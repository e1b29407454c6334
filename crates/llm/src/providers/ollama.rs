//! Ollama LLM provider implementation.
//!
//! This module provides integration with Ollama, a local LLM runtime.
//! Ollama API: https://github.com/ollama/ollama/blob/main/docs/api.md

use crate::client::{LlmClient, LlmRequest, LlmResponse, LlmUsage};
use agentrag_core::{AppError, AppResult};
use serde::{Deserialize, Serialize};
use std::time::Duration;

const DEFAULT_OLLAMA_URL: &str = "http://localhost:11434";

/// Default request timeout in seconds.
const DEFAULT_TIMEOUT_SECS: u64 = 120;

/// Ollama API request format.
#[derive(Debug, Serialize)]
struct OllamaRequest {
    model: String,
    prompt: String,
    #[serde(skip_serializing_if = "Option::is_none")]
    system: Option<String>,
    #[serde(skip_serializing_if = "Option::is_none")]
    options: Option<OllamaOptions>,
    stream: bool,
}

#[derive(Debug, Serialize)]
struct OllamaOptions {
    #[serde(skip_serializing_if = "Option::is_none")]
    temperature: Option<f32>,
    #[serde(skip_serializing_if = "Option::is_none")]
    num_predict: Option<u32>,
}

/// Ollama API response format.
#[derive(Debug, Deserialize)]
struct OllamaResponse {
    model: String,
    response: String,
    #[serde(default)]
    prompt_eval_count: Option<u32>,
    #[serde(default)]
    eval_count: Option<u32>,
}

/// Ollama LLM client.
pub struct OllamaClient {
    /// Base URL for Ollama API
    base_url: String,

    /// HTTP client
    client: reqwest::Client,
}

impl OllamaClient {
    /// Create a new Ollama client with default settings.
    ///
    /// Default URL: http://localhost:11434
    pub fn new() -> Self {
        Self::with_base_url(DEFAULT_OLLAMA_URL)
    }

    /// Create a new Ollama client with a custom base URL.
    pub fn with_base_url(base_url: impl Into<String>) -> Self {
        Self::with_timeout(base_url, Duration::from_secs(DEFAULT_TIMEOUT_SECS))
    }

    /// Create a new Ollama client with a custom base URL and request timeout.
    pub fn with_timeout(base_url: impl Into<String>, timeout: Duration) -> Self {
        let client = reqwest::Client::builder()
            .timeout(timeout)
            .build()
            .unwrap_or_else(|_| reqwest::Client::new());

        Self {
            base_url: base_url.into().trim_end_matches('/').to_string(),
            client,
        }
    }

    /// Convert LlmRequest to Ollama format.
    fn to_ollama_request(&self, request: &LlmRequest) -> OllamaRequest {
        let options = if request.temperature.is_some() || request.max_tokens.is_some() {
            Some(OllamaOptions {
                temperature: request.temperature,
                num_predict: request.max_tokens,
            })
        } else {
            None
        };

        OllamaRequest {
            model: request.model.clone(),
            prompt: request.prompt.clone(),
            system: request.system.clone(),
            options,
            stream: false,
        }
    }

    /// Convert Ollama response to LlmResponse.
    fn convert_response(&self, response: OllamaResponse) -> LlmResponse {
        let usage = LlmUsage::new(
            response.prompt_eval_count.unwrap_or(0),
            response.eval_count.unwrap_or(0),
        );

        LlmResponse {
            content: response.response,
            model: response.model,
            usage,
        }
    }
}

impl Default for OllamaClient {
    fn default() -> Self {
        Self::new()
    }
}

#[async_trait::async_trait]
impl LlmClient for OllamaClient {
    fn provider_name(&self) -> &str {
        "ollama"
    }

    async fn complete(&self, request: &LlmRequest) -> AppResult<LlmResponse> {
        tracing::debug!(model = %request.model, prompt_len = request.prompt.len(), "Sending completion request to Ollama");

        let ollama_request = self.to_ollama_request(request);
        let url = format!("{}/api/generate", self.base_url);

        let response = self
            .client
            .post(&url)
            .json(&ollama_request)
            .send()
            .await
            .map_err(|e| AppError::Llm(format!("Failed to send request to Ollama: {}", e)))?;

        if !response.status().is_success() {
            let status = response.status();
            let error_text = response
                .text()
                .await
                .unwrap_or_else(|_| "Unknown error".to_string());
            return Err(AppError::Llm(format!(
                "Ollama API error ({}): {}",
                status, error_text
            )));
        }

        let ollama_response: OllamaResponse = response
            .json()
            .await
            .map_err(|e| AppError::Llm(format!("Failed to parse Ollama response: {}", e)))?;

        tracing::debug!(
            "Received completion from Ollama ({} chars)",
            ollama_response.response.len()
        );

        Ok(self.convert_response(ollama_response))
    }
}

#[cfg(test)]
mod tests {
    use super::*;

    #[test]
    fn test_ollama_client_creation() {
        let client = OllamaClient::with_base_url("http://localhost:11434/");
        assert_eq!(client.provider_name(), "ollama");
        assert_eq!(client.base_url, "http://localhost:11434");
    }

    #[test]
    fn test_ollama_request_conversion() {
        let client = OllamaClient::new();
        let request = LlmRequest::new("Hello", "llama3.2")
            .with_temperature(0.3)
            .with_max_tokens(100);

        let ollama_req = client.to_ollama_request(&request);
        assert_eq!(ollama_req.model, "llama3.2");
        assert_eq!(ollama_req.prompt, "Hello");
        assert!(!ollama_req.stream);

        let options = ollama_req.options.expect("options should be set");
        assert_eq!(options.temperature, Some(0.3));
        assert_eq!(options.num_predict, Some(100));
    }

    #[test]
    fn test_ollama_response_conversion() {
        let client = OllamaClient::new();
        let raw = r#"{"model":"llama3.2","response":"Answer [1]","done":true,"prompt_eval_count":40,"eval_count":5}"#;
        let parsed: OllamaResponse = serde_json::from_str(raw).unwrap();

        let response = client.convert_response(parsed);
        assert_eq!(response.content, "Answer [1]");
        assert_eq!(response.usage.total_tokens, 45);
    }
}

○ ○ ○ ○ ○ ○ ○

* What the exercise asks:
Return every line of the listing, word for word.

* Reply:
repository e1b29407454c6334
filename crates/llm/src/providers/ollama.rs
//! Ollama LLM provider implementation.
//!
//! This module provides integration with Ollama, a local LLM runtime.
//! Ollama API: https://github.com/ollama/ollama/blob/main/docs/api.md

use crate::client::{LlmClient, LlmRequest, LlmResponse, LlmUsage};
use agentrag_core::{AppError, AppResult};
use serde::{Deserialize, Serialize};
use std::time::Duration;

const DEFAULT_OLLAMA_URL: &str = "http://localhost:11434";

/// Default request timeout in seconds.
const DEFAULT_TIMEOUT_SECS: u64 = 120;

/// Ollama API request format.
#[derive(Debug, Serialize)]
struct OllamaRequest {
    model: String,
    prompt: String,
    #[serde(skip_serializing_if = "Option::is_none")]
    system: Option<String>,
    #[serde(skip_serializing_if = "Option::is_none")]
    options: Option<OllamaOptions>,
    stream: bool,
}

#[derive(Debug, Serialize)]
struct OllamaOptions {
    #[serde(skip_serializing_if = "Option::is_none")]
    temperature: Option<f32>,
    #[serde(skip_serializing_if = "Option::is_none")]
    num_predict: Option<u32>,
}

/// Ollama API response format.
#[derive(Debug, Deserialize)]
struct OllamaResponse {
    model: String,
    response: String,
    #[serde(default)]
    prompt_eval_count: Option<u32>,
    #[serde(default)]
    eval_count: Option<u32>,
}

/// Ollama LLM client.
pub struct OllamaClient {
    /// Base URL for Ollama API
    base_url: String,

    /// HTTP client
    client: reqwest::Client,
}

impl OllamaClient {
    /// Create a new Ollama client with default settings.
    ///
    /// Default URL: http://localhost:11434
    pub fn new() -> Self {
        Self::with_base_url(DEFAULT_OLLAMA_URL)
    }

    /// Create a new Ollama client with a custom base URL.
    pub fn with_base_url(base_url: impl Into<String>) -> Self {
        Self::with_timeout(base_url, Duration::from_secs(DEFAULT_TIMEOUT_SECS))
    }

    /// Create a new Ollama client with a custom base URL and request timeout.
    pub fn with_timeout(base_url: impl Into<String>, timeout: Duration) -> Self {
        let client = reqwest::Client::builder()
            .timeout(timeout)
            .build()
            .unwrap_or_else(|_| reqwest::Client::new());

        Self {
            base_url: base_url.into().trim_end_matches('/').to_string(),
            client,
        }
    }

    /// Convert LlmRequest to Ollama format.
    fn to_ollama_request(&self, request: &LlmRequest) -> OllamaRequest {
        let options = if request.temperature.is_some() || request.max_tokens.is_some() {
            Some(OllamaOptions {
                temperature: request.temperature,
                num_predict: request.max_tokens,
            })
        } else {
            None
        };

        OllamaRequest {
            model: request.model.clone(),
            prompt: request.prompt.clone(),
            system: request.system.clone(),
            options,
            stream: false,
        }
    }

    /// Convert Ollama response to LlmResponse.
    fn convert_response(&self, response: OllamaResponse) -> LlmResponse {
        let usage = LlmUsage::new(
            response.prompt_eval_count.unwrap_or(0),
            response.eval_count.unwrap_or(0),
        );

        LlmResponse {
            content: response.response,
            model: response.model,
            usage,
        }
    }
}

impl Default for OllamaClient {
    fn default() -> Self {
        Self::new()
    }
}

#[async_trait::async_trait]
impl LlmClient for OllamaClient {
    fn provider_name(&self) -> &str {
        "ollama"
    }

    async fn complete(&self, request: &LlmRequest) -> AppResult<LlmResponse> {
        tracing::debug!(model = %request.model, prompt_len = request.prompt.len(), "Sending completion request to Ollama");

        let ollama_request = self.to_ollama_request(request);
        let url = format!("{}/api/generate", self.base_url);

        let response = self
            .client
            .post(&url)
            .json(&ollama_request)
            .send()
            .await
            .map_err(|e| AppError::Llm(format!("Failed to send request to Ollama: {}", e)))?;

        if !response.status().is_success() {
            let status = response.status();
            let error_text = response
                .text()
                .await
                .unwrap_or_else(|_| "Unknown error".to_string());
            return Err(AppError::Llm(format!(
                "Ollama API error ({}): {}",
                status, error_text
            )));
        }

        let ollama_response: OllamaResponse = response
            .json()
            .await
            .map_err(|e| AppError::Llm(format!("Failed to parse Ollama response: {}", e)))?;

        tracing::debug!(
            "Received completion from Ollama ({} chars)",
            ollama_response.response.len()
        );

        Ok(self.convert_response(ollama_response))
    }
}

#[cfg(test)]
mod tests {
    use super::*;

    #[test]
    fn test_ollama_client_creation() {
        let client = OllamaClient::with_base_url("http://localhost:11434/");
        assert_eq!(client.provider_name(), "ollama");
        assert_eq!(client.base_url, "http://localhost:11434");
    }

    #[test]
    fn test_ollama_request_conversion() {
        let client = OllamaClient::new();
        let request = LlmRequest::new("Hello", "llama3.2")
            .with_temperature(0.3)
            .with_max_tokens(100);

        let ollama_req = client.to_ollama_request(&request);
        assert_eq!(ollama_req.model, "llama3.2");
        assert_eq!(ollama_req.prompt, "Hello");
        assert!(!ollama_req.stream);

        let options = ollama_req.options.expect("options should be set");
        assert_eq!(options.temperature, Some(0.3));
        assert_eq!(options.num_predict, Some(100));
    }

    #[test]
    fn test_ollama_response_conversion() {
        let client = OllamaClient::new();
        let raw = r#"{"model":"llama3.2","response":"Answer [1]","done":true,"prompt_eval_count":40,"eval_count":5}"#;
        let parsed: OllamaResponse = serde_json::from_str(raw).unwrap();

        let response = client.convert_response(parsed);
        assert_eq!(response.content, "Answer [1]");
        assert_eq!(response.usage.total_tokens, 45);
    }
}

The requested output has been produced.